Iliotibial Band Syndrome

Definition/diagnostic criteria Iliotibial band syndrome (ITBS) is a common cause of lateral knee pain, primarily attributed to inflammation of the iliotibial band (ITB), a thick band of fibrous tissue that runs down the outside of the thigh from the hip to the shin. ITBS occurs when the ITB becomes tight or inflamed, leading to pain typically centred on the lateral aspect of the knee, where the ITB crosses the joint. The condition is often diagnosed clinically, based on patient history and physical examination findings, including the presence of tenderness over the lateral epicondyle of the femur, approximately 3 cm above the knee joint.

Epidemiology ITBS is one of the most common causes of lateral knee pain, especially among runners and cyclists. It accounts for around 12% of all running-related injuries and 15–24% of all cycling injuries. The prevalence is slightly higher in females compared with males, primarily due to biomechanical differences.

Diagnosis
Clinical features: Patients typically present with a history of pain on the outer side of the knee, often exacerbated by activities such as running or cycling, especially when performed over long distances or at high intensities.

  • The pain is typically sharp and intense, and it may radiate along the length of the ITB.
  • Physical examination might reveal tenderness at the lateral epicondyle of the femur, pain on flexion and extension of the knee, and a positive Ober’s test, indicating tightness of the ITB.

Investigations: While the diagnosis of ITBS is primarily clinical, imaging modalities such as ultrasound or MRI may be used to rule out other pathologies. These investigations may show thickening of the ITB at the lateral epicondyle of the femur, bursitis or fluid collection around the ITB. However, these findings are not specific to ITBS and should be interpreted in the context of the clinical presentation.

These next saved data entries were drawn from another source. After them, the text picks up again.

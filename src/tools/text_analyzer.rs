//! text_analyzer 节点适配器
//!
//! 对入参文本做情感 / 主题 / 要点分析，分析维度可由节点 data.analysis_type 指定。

use std::sync::Arc;

use async_trait::async_trait;
use serde_json::Value;

use crate::config::ModelPricing;
use crate::core::message::Message;
use crate::llm::LlmClient;
use crate::tools::registry::{string_arg, Tool, ToolOutput};
use crate::workflow::types::NodeDeclaration;

pub struct TextAnalyzerTool {
    name: String,
    analysis_type: String,
    llm: Arc<dyn LlmClient>,
    pricing: ModelPricing,
}

impl TextAnalyzerTool {
    pub fn new(node: &NodeDeclaration, llm: Arc<dyn LlmClient>, pricing: ModelPricing) -> Self {
        Self {
            name: format!("analyze_text_{}", node.id),
            analysis_type: node
                .data
                .get("analysis_type")
                .and_then(|v| v.as_str())
                .unwrap_or("general")
                .to_string(),
            llm,
            pricing,
        }
    }
}

#[async_trait]
impl Tool for TextAnalyzerTool {
    fn name(&self) -> &str {
        &self.name
    }

    fn description(&self) -> &str {
        "Analyze text for sentiment, topics and key points. Args: {\"text\": \"...\"}"
    }

    fn parameters_schema(&self) -> Value {
        serde_json::json!({
            "type": "object",
            "properties": {
                "text": { "type": "string", "description": "Text to analyze" }
            },
            "required": ["text"]
        })
    }

    async fn execute(&self, args: Value) -> Result<ToolOutput, String> {
        let text = string_arg(&args, &["text", "input", "content"])
            .map(String::from)
            .unwrap_or_else(|| args.to_string());

        let messages = vec![
            Message::system(format!(
                "You are a text analysis engine. Perform a {} analysis of the user's text \
                 and report sentiment, main topics and key points concisely.",
                self.analysis_type
            )),
            Message::user(text),
        ];
        let completion = self.llm.complete(&messages).await.map_err(|e| e.to_string())?;
        let mut output = ToolOutput::new(serde_json::json!({
            "analysis": completion.text,
            "analysis_type": self.analysis_type,
        }));
        if let Some(usage) = completion.usage {
            output = output.with_usage(usage, self.pricing.cost(&usage));
        }
        Ok(output)
    }
}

Treatment Management of ITBS is largely conservative.

  • Rest and activity modification: Patients should be advised to avoid activities that exacerbate symptoms.
  • Physical therapy: Stretching and strengthening exercises targeting the hip abductors, quadriceps, and hamstrings can be beneficial.
  • Pharmacological interventions: The use of NSAIDs can be considered for short-term pain relief.
  • Local injections: Corticosteroid injections may be considered in cases not responding to conservative treatment. However, they should be used cautiously due to potential adverse effects, including weakening of the surrounding tissues.

Prognosis The prognosis for ITBS is generally good, with most patients responding well to conservative treatment. Full recovery can be expected within a few weeks to months, depending on the severity of the condition and adherence to the treatment regimen. Recurrence is common, especially if the underlying biomechanical or training-related causes are not addressed.